(Stored items)
"""
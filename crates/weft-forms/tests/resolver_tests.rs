//! Property resolution tests
//!
//! Resolution of simple, nested, indexed and mapped paths against a command
//! object graph, including fields found through `extends`.

mod fixtures;

use fixtures::{Component, Sample};
use rstest::rstest;
use weft_forms::{FieldValue, PathError, ValueKind, find_field, hidden_parameters, read_value, resolve};

#[rstest]
#[case("primitive", "primitive", ValueKind::Integer, false)]
#[case("array", "array", ValueKind::Text, true)]
#[case("component.simple", "simple", ValueKind::Text, false)]
#[case("colors", "colors", ValueKind::Enum, true)]
#[case("list[0]", "list", ValueKind::Object, false)]
fn test_resolves_declared_fields(
	#[case] path: &str,
	#[case] name: &str,
	#[case] kind: ValueKind,
	#[case] array: bool,
) {
	let mut sample = Sample::default();
	let descriptor = find_field(&mut sample, path).unwrap().unwrap();

	assert_eq!(descriptor.name, name);
	assert_eq!(descriptor.field_type.kind, kind);
	assert_eq!(descriptor.field_type.array, array);
}

#[rstest]
fn test_nested_field_reports_declaring_type() {
	let mut sample = Sample::default();
	let descriptor = find_field(&mut sample, "component.simple").unwrap().unwrap();

	assert_eq!(descriptor.declared_on, std::any::type_name::<Component>());
}

#[rstest]
fn test_indexed_path_needs_existing_element() {
	let mut sample = Sample::default();
	assert!(find_field(&mut sample, "list[0].indexed").unwrap().is_none());

	sample.list.push(Component::default());
	let descriptor = find_field(&mut sample, "list[0].indexed").unwrap().unwrap();
	assert_eq!(descriptor.name, "indexed");
	assert!(find_field(&mut sample, "list[1].indexed").unwrap().is_none());
}

#[rstest]
fn test_descriptor_independent_of_collection_contents() {
	let mut sparse = Sample::default();
	sparse.list.push(Component::default());

	let mut full = Sample::default();
	full.list = vec![Component::default(); 5];

	assert_eq!(
		find_field(&mut sparse, "list[0].indexed").unwrap(),
		find_field(&mut full, "list[0].indexed").unwrap()
	);
}

#[rstest]
fn test_growth_list_pads_to_index() {
	let mut sample = Sample::default();
	let descriptor = find_field(&mut sample, "rows[3].simple").unwrap().unwrap();

	assert_eq!(descriptor.name, "simple");
	assert_eq!(sample.rows.len(), 4);
}

#[rstest]
fn test_mapped_path_needs_existing_key() {
	let mut sample = Sample::default();
	assert!(find_field(&mut sample, "map(component).mapped").unwrap().is_none());

	sample.map.insert("component".to_string(), Component::default());
	let descriptor = find_field(&mut sample, "map(component).mapped").unwrap().unwrap();
	assert_eq!(descriptor.name, "mapped");
	assert!(!descriptor.field_type.primitive);
}

#[rstest]
fn test_terminal_lookup_walks_extended_type() {
	let mut sample = Sample::default();
	let descriptor = find_field(&mut sample, "inherited").unwrap().unwrap();

	assert_eq!(descriptor.declared_on, std::any::type_name::<fixtures::Audited>());
}

#[rstest]
fn test_intermediate_lookup_walks_extended_type() {
	let mut sample = Sample::default();
	let descriptor = find_field(&mut sample, "address.simple").unwrap().unwrap();
	assert_eq!(descriptor.declared_on, std::any::type_name::<Component>());

	assert!(find_field(&mut sample, "contacts[0].simple").unwrap().is_none());
	sample.audited.contacts.push(Component::default());
	assert_eq!(find_field(&mut sample, "contacts[0].simple").unwrap().unwrap().name, "simple");
}

#[rstest]
#[case("missing")]
#[case("component.missing")]
#[case("primitive.deeper")]
#[case("component[0].simple")]
fn test_unresolvable_paths_are_not_errors(#[case] path: &str) {
	let mut sample = Sample::default();
	assert!(find_field(&mut sample, path).unwrap().is_none());
}

#[rstest]
#[case("a..b")]
#[case("list[x]")]
#[case("map(open")]
fn test_malformed_paths_are_errors(#[case] path: &str) {
	let mut sample = Sample::default();
	let err = find_field(&mut sample, path).unwrap_err();
	assert!(matches!(err, PathError::Malformed { .. }));
}

#[rstest]
fn test_assign_through_resolved_field() {
	let mut sample = Sample::default();
	sample.list.push(Component::default());
	{
		let mut resolved = resolve(&mut sample, "list[0].simple").unwrap().unwrap();
		resolved
			.assign(FieldValue::from("first"), weft_forms::Coercion::Exact)
			.unwrap();
	}
	assert_eq!(sample.list[0].simple, "first");
	assert_eq!(
		read_value(&mut sample, "list[0].simple").unwrap(),
		Some(FieldValue::from("first"))
	);
}

#[rstest]
fn test_hidden_parameters_encode_current_values() {
	let mut sample = Sample::default();
	sample.name = "Ada".to_string();
	sample.scores = vec![3, 5];
	sample.boxed = None;

	let params = hidden_parameters(&mut sample, &["name", "scores", "boxed", "missing"]).unwrap();

	assert_eq!(params.get("name"), Some("Ada"));
	assert_eq!(params.get_all("scores"), ["3".to_string(), "5".to_string()]);
	assert!(!params.contains_key("boxed"));
	assert!(!params.contains_key("missing"));
}
use super::number::{grouped, to_decimal};
use super::{EditorError, PropertyEditor};
use crate::value::FieldValue;
use rust_decimal::{Decimal, RoundingStrategy};
use std::str::FromStr;

/// How a value is rounded to the editor's scale
#[derive(Debug, Clone, Copy, PartialEq, Eq, Default)]
pub enum RoundingMode {
	/// Away from zero
	Up,
	/// Towards zero
	Down,
	Ceiling,
	Floor,
	HalfUp,
	HalfDown,
	#[default]
	HalfEven,
}

impl RoundingMode {
	fn strategy(self) -> RoundingStrategy {
		match self {
			RoundingMode::Up => RoundingStrategy::AwayFromZero,
			RoundingMode::Down => RoundingStrategy::ToZero,
			RoundingMode::Ceiling => RoundingStrategy::ToPositiveInfinity,
			RoundingMode::Floor => RoundingStrategy::ToNegativeInfinity,
			RoundingMode::HalfUp => RoundingStrategy::MidpointAwayFromZero,
			RoundingMode::HalfDown => RoundingStrategy::MidpointTowardZero,
			RoundingMode::HalfEven => RoundingStrategy::MidpointNearestEven,
		}
	}

	pub(super) fn round(self, value: Decimal, scale: u32) -> Decimal {
		value.round_dp_with_strategy(scale, self.strategy())
	}
}

/// Currency symbol and its customary number of fraction digits
#[derive(Debug, Clone, PartialEq, Eq)]
pub struct Currency {
	pub code: &'static str,
	pub symbol: &'static str,
	pub fraction_digits: u32,
}

impl Currency {
	pub const USD: Currency = Currency {
		code: "USD",
		symbol: "$",
		fraction_digits: 2,
	};
	pub const EUR: Currency = Currency {
		code: "EUR",
		symbol: "€",
		fraction_digits: 2,
	};
	pub const GBP: Currency = Currency {
		code: "GBP",
		symbol: "£",
		fraction_digits: 2,
	};
	pub const JPY: Currency = Currency {
		code: "JPY",
		symbol: "¥",
		fraction_digits: 0,
	};
}

/// Monetary amounts such as `$1,000.00`
#[derive(Debug, Clone)]
pub struct CurrencyEditor {
	currency: Currency,
	scale: u32,
	rounding: RoundingMode,
	allow_empty: bool,
}

impl Default for CurrencyEditor {
	fn default() -> Self {
		Self::for_currency(Currency::USD)
	}
}

impl CurrencyEditor {
	/// US dollars, two decimal places, half-even rounding, empty input rejected
	///
	/// # Examples
	///
	/// ```
	/// use weft_forms::editors::{CurrencyEditor, PropertyEditor};
	///
	/// let editor = CurrencyEditor::new();
	/// let value = editor.decode("1,000,000").unwrap();
	/// assert_eq!(editor.encode(&value), "$1,000,000.00");
	/// ```
	pub fn new() -> Self {
		Self::default()
	}

	pub fn for_currency(currency: Currency) -> Self {
		Self {
			scale: currency.fraction_digits,
			currency,
			rounding: RoundingMode::default(),
			allow_empty: false,
		}
	}

	pub fn with_scale(mut self, scale: u32) -> Self {
		self.scale = scale;
		self
	}

	pub fn with_rounding(mut self, rounding: RoundingMode) -> Self {
		self.rounding = rounding;
		self
	}

	pub fn with_allow_empty(mut self, allow_empty: bool) -> Self {
		self.allow_empty = allow_empty;
		self
	}

	pub fn currency(&self) -> &Currency {
		&self.currency
	}

	fn format(&self, value: Decimal) -> String {
		let rounded = self.rounding.round(value, self.scale);
		let sign = if rounded.is_sign_negative() && !rounded.is_zero() {
			"-"
		} else {
			""
		};
		format!("{sign}{}{}", self.currency.symbol, grouped(rounded, self.scale, ','))
	}

	fn format_error(&self) -> EditorError {
		let example = self.format(Decimal::new(99999, 2));
		EditorError::InvalidFormat(format!("Please enter a number in the format '{example}'"))
	}
}

impl PropertyEditor for CurrencyEditor {
	fn encode(&self, value: &FieldValue) -> String {
		match to_decimal(value) {
			Some(amount) => self.format(amount),
			None => String::new(),
		}
	}

	fn decode(&self, text: &str) -> Result<FieldValue, EditorError> {
		if self.allow_empty && text.is_empty() {
			return Ok(FieldValue::Null);
		}
		let cleaned: String = text
			.replace(self.currency.symbol, "")
			.chars()
			.filter(|c| *c != ',')
			.collect();
		let amount = Decimal::from_str(cleaned.trim()).map_err(|_| self.format_error())?;
		Ok(FieldValue::Decimal(self.rounding.round(amount, self.scale)))
	}
}
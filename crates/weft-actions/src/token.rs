//! Duplicate-submission tokens
//!
//! A tokenized form gets a fresh random token each time it is shown. The
//! token is kept in the session and rendered into the form; a submission is
//! accepted only while both still agree, and the session copy is dropped once
//! the submission succeeds.

use crate::context::ActionContext;
use crate::lifecycle::ActionForm;
use crate::Result;
use rand::Rng;
use rand::distributions::Alphanumeric;
use weft_forms::FormDeclaration;

/// Error key recorded for a rejected duplicate submission
pub const DUPLICATE_SUBMISSION_KEY: &str = "error";

pub const DUPLICATE_SUBMISSION_MESSAGE: &str = "A duplicate form submission was detected";

const TOKEN_LENGTH: usize = 8;

/// Eight random alphanumeric characters
pub fn generate_token() -> String {
	rand::thread_rng()
		.sample_iter(&Alphanumeric)
		.take(TOKEN_LENGTH)
		.map(char::from)
		.collect()
}

/// Issue a new token to `form` and remember it in the session
pub fn save_token<F: ActionForm>(ctx: &mut ActionContext<'_>, declaration: &FormDeclaration<F>, form: &mut F) -> Result<()> {
	let token = generate_token();
	ctx.session_mut().set_as(declaration.token_attribute_name(), &token)?;
	form.set_token(token);
	Ok(())
}

/// Whether the token submitted with `form` is the one last issued
pub fn is_token_valid<F: ActionForm>(ctx: &ActionContext<'_>, declaration: &FormDeclaration<F>, form: &F) -> Result<bool> {
	let issued: Option<String> = ctx.session().get_as(&declaration.token_attribute_name())?;
	Ok(matches!((issued.as_deref(), form.token()), (Some(issued), Some(submitted)) if issued == submitted))
}

pub fn reset_token<F>(ctx: &mut ActionContext<'_>, declaration: &FormDeclaration<F>) {
	ctx.session_mut().remove(&declaration.token_attribute_name());
}
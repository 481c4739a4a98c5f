//! Simple form flow tests
//!
//! Form display, validation failures, successful submission, redirects that
//! carry errors through the session, and duplicate-submission tokens.

mod common;

use common::{SignupHandler, execute, forward, get, post};
use rstest::rstest;
use serde_json::json;
use weft_actions::{Action, SimpleFormAction};
use weft_http::StatusCode;
use weft_sessions::{ERRORS_KEY, MESSAGES_KEY, Session};

#[rstest]
fn test_get_shows_form_with_reference_data() {
	let action = SimpleFormAction::new(SignupHandler::new());
	let outcome = execute(&action, &get("/signup.act"), &mut Session::new());

	assert_eq!(outcome.dispatched, [forward("/signup.html")]);
	assert_eq!(outcome.attribute("signup"), &json!({"email": "", "age": null, "token": null}));
	assert_eq!(outcome.attribute("plans"), &json!(["basic", "pro"]));
	assert!(outcome.attributes.get("errors").is_none());
}

#[rstest]
fn test_get_binds_query_parameters() {
	let action = SimpleFormAction::new(SignupHandler::new());
	let outcome = execute(&action, &get("/signup.act?email=ada%40example.com"), &mut Session::new());

	assert_eq!(outcome.attribute("signup")["email"], "ada@example.com");
	assert!(action.handler().submitted().is_empty());
}

#[rstest]
fn test_valid_post_redirects_to_success_view() {
	let action = SimpleFormAction::new(SignupHandler::new());
	let mut session = Session::new();
	let outcome = execute(
		&action,
		&post("/signup.act", &[("email", "ada@example.com"), ("age", "36")]),
		&mut session,
	);

	assert_eq!(action.handler().submitted(), ["ada@example.com"]);
	assert_eq!(outcome.response.status, StatusCode::SEE_OTHER);
	assert_eq!(outcome.response.location(), Some("/welcome.html"));
	assert_eq!(outcome.attribute("signup")["age"], 36);
	assert_eq!(
		session.get_as::<Vec<String>>(MESSAGES_KEY).unwrap(),
		Some(vec!["Welcome aboard".to_string()])
	);
}

#[rstest]
fn test_template_success_view_receives_messages() {
	let action = SimpleFormAction::new(SignupHandler::new().with_success_view("/welcome.html"));
	let mut session = Session::new();
	let outcome = execute(&action, &post("/signup.act", &[("email", "ada@example.com")]), &mut session);

	assert_eq!(outcome.dispatched, [forward("/welcome.html")]);
	assert_eq!(outcome.attribute("message_list"), &json!(["Welcome aboard"]));
	assert!(!session.contains(MESSAGES_KEY));
}

#[rstest]
fn test_invalid_post_reshows_form_with_all_errors() {
	let action = SimpleFormAction::new(SignupHandler::new());
	let outcome = execute(&action, &post("/signup.act", &[("age", "old")]), &mut Session::new());

	assert!(action.handler().submitted().is_empty());
	assert_eq!(outcome.dispatched, [forward("/signup.html")]);
	assert_eq!(
		outcome.attribute("errors"),
		&json!([
			{"key": "age", "value": "'old' is not a valid unsigned integer"},
			{"key": "email", "value": "Email is required"},
		])
	);
}

#[rstest]
fn test_submit_errors_reshow_form() {
	let action = SimpleFormAction::new(SignupHandler::new());
	let outcome = execute(
		&action,
		&post("/signup.act", &[("email", "taken@example.com")]),
		&mut Session::new(),
	);

	assert_eq!(outcome.dispatched, [forward("/signup.html")]);
	assert_eq!(outcome.attribute("errors"), &json!([{"key": "email", "value": "Email is taken"}]));
}

#[rstest]
fn test_redirecting_form_view_carries_errors_to_next_request() {
	let redirecting = SimpleFormAction::new(SignupHandler::new().with_form_view("redirect:/signup/form.act"));
	let mut session = Session::new();
	let outcome = execute(&redirecting, &post("/signup.act", &[("email", "nope")]), &mut session);

	assert_eq!(outcome.response.status, StatusCode::FOUND);
	assert_eq!(
		outcome.response.location(),
		Some("/signup/form.act?plans=basic&plans=pro")
	);
	assert!(session.contains(ERRORS_KEY));

	let plain = SimpleFormAction::new(SignupHandler::new());
	let outcome = execute(&plain, &get("/signup/form.act"), &mut session);

	assert_eq!(outcome.attribute("errors"), &json!([{"key": "email", "value": "Email is invalid"}]));
	assert!(!session.contains(ERRORS_KEY));
}

#[rstest]
fn test_unresolvable_success_view_is_a_server_error() {
	let action = SimpleFormAction::new(SignupHandler::new().with_success_view("/welcome"));
	let outcome = execute(&action, &post("/signup.act", &[("email", "ada@example.com")]), &mut Session::new());

	assert_eq!(outcome.response.status, StatusCode::INTERNAL_SERVER_ERROR);
	assert_eq!(
		outcome.attribute("message"),
		&json!("signupHandler failed to redirect to view [/welcome]")
	);
}

#[rstest]
fn test_token_accepts_one_submission() {
	let action = SimpleFormAction::new(SignupHandler::new().tokenized());
	let mut session = Session::new();

	let shown = execute(&action, &get("/signup.act"), &mut session);
	let token = shown.attribute("signup")["token"].as_str().unwrap().to_string();
	assert_eq!(token.len(), 8);

	let submission = [("email", "ada@example.com"), ("token", token.as_str())];
	let first = execute(&action, &post("/signup.act", &submission), &mut session);
	assert_eq!(first.response.status, StatusCode::SEE_OTHER);

	let second = execute(&action, &post("/signup.act", &submission), &mut session);
	assert_eq!(second.dispatched, [forward("/signup.html")]);
	assert_eq!(
		second.attribute("errors"),
		&json!([{"key": "error", "value": "A duplicate form submission was detected"}])
	);
	assert_eq!(action.handler().submitted(), ["ada@example.com"]);
}

#[rstest]
fn test_token_mismatch_is_rejected() {
	let action = SimpleFormAction::new(SignupHandler::new().tokenized());
	let mut session = Session::new();
	execute(&action, &get("/signup.act"), &mut session);

	let outcome = execute(
		&action,
		&post("/signup.act", &[("email", "ada@example.com"), ("token", "forged00")]),
		&mut session,
	);

	assert!(outcome.attributes.get("errors").is_some());
	assert!(action.handler().submitted().is_empty());
}

#[rstest]
fn test_action_name_comes_from_handler() {
	assert_eq!(SimpleFormAction::new(SignupHandler::new()).name(), "signupHandler");
}
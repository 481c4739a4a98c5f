//! Routing requests to actions
//!
//! A [`Dispatcher`] holds a table of path patterns built once at startup.
//! Patterns follow servlet mapping rules:
//!
//! - `/a/b` matches exactly that path
//! - `/a/*` matches `/a` and everything below it, longest prefix first
//! - `*.act` matches any path with that extension
//! - `/` matches anything no other pattern matched
//!
//! Each route holds a factory; the action is created on first use and shared
//! afterwards. GET and POST are handled the same way.

use crate::action::Action;
use crate::context::ActionContext;
use crate::render::{JsonViewRenderer, ViewRenderer};
use crate::settings::Settings;
use crate::Result;
use async_trait::async_trait;
use parking_lot::RwLock;
use std::sync::Arc;
use tracing::{debug, trace};
use weft_http::{Request, Response};
use weft_sessions::{InMemorySessionStore, Session, SessionId, SessionStore};

/// Handles an HTTP request and produces a response
#[async_trait]
pub trait Handler: Send + Sync {
	/// # Errors
	///
	/// Returns an error when the session store fails.
	async fn handle(&self, request: Request) -> Result<Response>;
}

#[async_trait]
impl<T: Handler + ?Sized> Handler for Arc<T> {
	async fn handle(&self, request: Request) -> Result<Response> {
		(**self).handle(request).await
	}
}

/// A servlet-style path pattern
#[derive(Debug, Clone, PartialEq, Eq)]
pub enum PathPattern {
	Exact(String),
	Prefix(String),
	Extension(String),
	Default,
}

impl PathPattern {
	/// # Examples
	///
	/// ```
	/// use weft_actions::PathPattern;
	///
	/// assert_eq!(PathPattern::parse("*.act"), PathPattern::Extension(".act".to_string()));
	/// assert!(PathPattern::parse("/admin/*").matches("/admin/users"));
	/// assert!(!PathPattern::parse("/admin/*").matches("/administrator"));
	/// ```
	pub fn parse(pattern: &str) -> Self {
		if pattern.is_empty() || pattern == "/" || pattern == "/*" {
			PathPattern::Default
		} else if let Some(prefix) = pattern.strip_suffix("/*") {
			PathPattern::Prefix(prefix.to_string())
		} else if let Some(extension) = pattern.strip_prefix("*.") {
			PathPattern::Extension(format!(".{extension}"))
		} else {
			PathPattern::Exact(pattern.to_string())
		}
	}

	pub fn matches(&self, path: &str) -> bool {
		match self {
			PathPattern::Exact(exact) => path == exact,
			PathPattern::Prefix(prefix) => path
				.strip_prefix(prefix.as_str())
				.is_some_and(|rest| rest.is_empty() || rest.starts_with('/')),
			PathPattern::Extension(extension) => path.ends_with(extension.as_str()),
			PathPattern::Default => true,
		}
	}

	/// Precedence when several patterns match; higher wins
	fn rank(&self) -> (u8, usize) {
		match self {
			PathPattern::Exact(_) => (3, 0),
			PathPattern::Prefix(prefix) => (2, prefix.len()),
			PathPattern::Extension(_) => (1, 0),
			PathPattern::Default => (0, 0),
		}
	}
}

type ActionFactory = Box<dyn Fn() -> Arc<dyn Action> + Send + Sync>;

struct Route {
	pattern: PathPattern,
	factory: ActionFactory,
	instance: RwLock<Option<Arc<dyn Action>>>,
}

impl Route {
	fn action(&self) -> Arc<dyn Action> {
		if let Some(action) = self.instance.read().as_ref() {
			return Arc::clone(action);
		}
		let mut instance = self.instance.write();
		Arc::clone(instance.get_or_insert_with(|| (self.factory)()))
	}
}

/// Routes requests to actions and manages their sessions
pub struct Dispatcher {
	routes: Vec<Route>,
	store: Arc<dyn SessionStore>,
	settings: Arc<Settings>,
	renderer: Arc<dyn ViewRenderer>,
}

impl Dispatcher {
	pub fn builder() -> DispatcherBuilder {
		DispatcherBuilder::default()
	}

	pub fn settings(&self) -> &Settings {
		&self.settings
	}

	/// The action mapped to `path`, created on first use
	pub fn resolve(&self, path: &str) -> Option<Arc<dyn Action>> {
		let mut best: Option<&Route> = None;
		for route in self.routes.iter().filter(|route| route.pattern.matches(path)) {
			// Earlier registrations win ties
			if best.is_none_or(|current| route.pattern.rank() > current.pattern.rank()) {
				best = Some(route);
			}
		}
		best.map(Route::action)
	}

	async fn load_session(&self, request: &Request) -> Result<(SessionId, Session, bool)> {
		if let Some(id) = request.cookie(&self.settings.session_cookie) {
			let id = id.to_string();
			if let Some(session) = self.store.load(&id).await? {
				return Ok((id, session, false));
			}
			trace!(session_id = %id, "session cookie names an unknown session");
		}
		Ok((self.store.create_session_id(), Session::new(), true))
	}
}

#[async_trait]
impl Handler for Dispatcher {
	async fn handle(&self, request: Request) -> Result<Response> {
		let Some(action) = self.resolve(request.path()) else {
			debug!(path = request.path(), "no action mapped to path");
			return Ok(Response::not_found());
		};

		let (session_id, mut session, created) = self.load_session(&request).await?;
		let mut response = {
			let mut ctx = ActionContext::new(&request, &mut session, &self.settings, self.renderer.as_ref());
			debug!(action = %action.name(), path = request.path(), "executing action");
			action.execute(&mut ctx);
			ctx.into_response()
		};

		if session.is_modified() {
			self.store.save(&session_id, &session).await?;
			session.mark_saved();
			if created {
				let cookie = format!("{}={}; Path=/; HttpOnly", self.settings.session_cookie, session_id);
				response = response.with_header("set-cookie", &cookie);
			}
		}
		Ok(response)
	}
}

/// Builder for [`Dispatcher`]
///
/// # Examples
///
/// ```
/// use weft_actions::{Action, ActionContext, Dispatcher, Handler};
/// use weft_http::{Request, StatusCode};
///
/// struct Ping;
///
/// impl Action for Ping {
///     fn execute(&self, ctx: &mut ActionContext<'_>) {
///         ctx.response_mut().write(StatusCode::OK, "text/plain", "pong");
///     }
/// }
///
/// let dispatcher = Dispatcher::builder().route("/ping", || Ping).build();
///
/// # tokio_test::block_on(async {
/// let request = Request::builder().uri("/ping").build().unwrap();
/// let response = dispatcher.handle(request).await.unwrap();
/// assert_eq!(response.body, "pong");
///
/// let missing = Request::builder().uri("/pong").build().unwrap();
/// assert_eq!(dispatcher.handle(missing).await.unwrap().status, StatusCode::NOT_FOUND);
/// # });
/// ```
#[derive(Default)]
pub struct DispatcherBuilder {
	routes: Vec<Route>,
	store: Option<Arc<dyn SessionStore>>,
	settings: Option<Settings>,
	renderer: Option<Arc<dyn ViewRenderer>>,
}

impl DispatcherBuilder {
	/// Map `pattern` to the action built by `factory`
	pub fn route<A, F>(mut self, pattern: &str, factory: F) -> Self
	where
		A: Action + 'static,
		F: Fn() -> A + Send + Sync + 'static,
	{
		self.routes.push(Route {
			pattern: PathPattern::parse(pattern),
			factory: Box::new(move || Arc::new(factory()) as Arc<dyn Action>),
			instance: RwLock::new(None),
		});
		self
	}

	pub fn session_store(mut self, store: impl SessionStore + 'static) -> Self {
		self.store = Some(Arc::new(store));
		self
	}

	pub fn settings(mut self, settings: Settings) -> Self {
		self.settings = Some(settings);
		self
	}

	pub fn renderer(mut self, renderer: impl ViewRenderer + 'static) -> Self {
		self.renderer = Some(Arc::new(renderer));
		self
	}

	/// Finish the table, defaulting to an in-memory session store and JSON views
	pub fn build(self) -> Dispatcher {
		Dispatcher {
			routes: self.routes,
			store: self
				.store
				.unwrap_or_else(|| Arc::new(InMemorySessionStore::new())),
			settings: Arc::new(self.settings.unwrap_or_default()),
			renderer: self.renderer.unwrap_or_else(|| Arc::new(JsonViewRenderer)),
		}
	}
}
"""
## [What this task involves]
Go through the entries and return each line where the word "scores" occurs.

## [Output]
	sample.scores = vec![3, 5];
	let params = hidden_parameters(&mut sample, &["name", "scores", "boxed", "missing"]).unwrap();
	assert_eq!(params.get_all("scores"), ["3".to_string(), "5".to_string()]);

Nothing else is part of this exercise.